All that is wanted is a word-for-word copy of the data from its first line to the line containing "if let Some(path)", both included.
*** DATA UNDER STUDY ***
use anyhow::Context;
use lexsum::{
    api::{self, ApiSettings},
    archive::SummaryArchive,
    auth::BasicCredentials,
    config::{self, Config},
    extraction::{FormRecognizerClient, PollSettings},
    logging,
    pipeline::{PipelineService, PipelineSettings},
    storage::AzureBlobStore,
    summarization::{AzureOpenAiSettings, AzureOpenAiSummarizer},
};
use std::sync::Arc;
use std::time::Duration;
use tokio::net::TcpListener;

#[tokio::main]
async fn main() -> anyhow::Result<()> {
    let env_file = config::load_env_file();
    logging::init_tracing();
    if let Some(path) = env_file {
        tracing::debug!(path = %path.display(), "Loaded environment file");
    }
    let config = config::init_config().context("Failed to load config from environment")?;
    let service = build_service(config)?;
    let app = api::create_router(
        Arc::new(service),
        ApiSettings {
            credentials: BasicCredentials::new(&config.app_username, &config.app_password),
            max_upload_bytes: config.max_upload_bytes,
        },
    );

    let (listener, port) = bind_listener(config.server_port)
        .await
        .context("Failed to bind listener")?;
    tracing::info!("Listening on http://0.0.0.0:{}", port);
    axum::serve(listener, app).await.context("Server error")?;
    Ok(())
}

fn build_service(config: &Config) -> anyhow::Result<PipelineService> {
    let store = AzureBlobStore::new(
        &config.storage_connection_string,
        config.blob_container.clone(),
        time::Duration::minutes(config.locator_ttl_minutes),
    )
    .context("Failed to initialize blob storage client")?;
    let extractor = FormRecognizerClient::new(
        config.formrecognizer_endpoint.clone(),
        config.formrecognizer_key.clone(),
        PollSettings {
            interval: Duration::from_millis(config.extraction_poll_interval_ms),
            max_polls: config.extraction_max_polls,
        },
    )
    .context("Failed to initialize document analysis client")?;
    let summarizer = AzureOpenAiSummarizer::new(AzureOpenAiSettings {
        endpoint: config.openai_endpoint.clone(),
        api_key: config.openai_api_key.clone(),
        deployment: config.openai_deployment.clone(),
        api_version: config.openai_api_version.clone(),
    })
    .context("Failed to initialize summarization client")?;
    tracing::info!(
        container = %config.blob_container,
        deployment = %config.openai_deployment,
        "External clients initialized"
    );

    Ok(PipelineService::new(
        Box::new(store),
        Box::new(extractor),
        Box::new(summarizer),
        SummaryArchive::new(&config.summary_dir),
        PipelineSettings {
            max_attempts: config.external_max_attempts,
            run_timeout: config.request_timeout_secs.map(Duration::from_secs),
            work_dir: config.work_dir.clone(),
            ..PipelineSettings::default()
        },
    ))
}

async fn bind_listener(configured: Option<u16>) -> Result<(TcpListener, u16), std::io::Error> {
    use std::net::Ipv4Addr;

    if let Some(port) = configured {
        return TcpListener::bind((Ipv4Addr::UNSPECIFIED, port))
            .await
            .map(|listener| (listener, port));
    }

    const PORT_RANGE: std::ops::RangeInclusive<u16> = 4100..=4199;
    for port in PORT_RANGE {
        match TcpListener::bind((Ipv4Addr::UNSPECIFIED, port)).await {
            Ok(listener) => {
                tracing::debug!(port, "Bound server port");
                return Ok((listener, port));
            }
            Err(err) if err.kind() == std::io::ErrorKind::AddrInUse => {
                tracing::debug!(port, "Port already in use; trying next");
                continue;
            }
            Err(err) => return Err(err),
        }
    }

    Err(std::io::Error::new(
        std::io::ErrorKind::AddrNotAvailable,
        "No available port found in range 4100-4199",
    ))
}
*** End of DATA UNDER STUDY ***
**WRITTEN ANSWER:**
use anyhow::Context;
use lexsum::{
    api::{self, ApiSettings},
    archive::SummaryArchive,
    auth::BasicCredentials,
    config::{self, Config},
    extraction::{FormRecognizerClient, PollSettings},
    logging,
    pipeline::{PipelineService, PipelineSettings},
    storage::AzureBlobStore,
    summarization::{AzureOpenAiSettings, AzureOpenAiSummarizer},
};
use std::sync::Arc;
use std::time::Duration;
use tokio::net::TcpListener;

#[tokio::main]
async fn main() -> anyhow::Result<()> {
    let env_file = config::load_env_file();
    logging::init_tracing();
    if let Some(path) = env_file {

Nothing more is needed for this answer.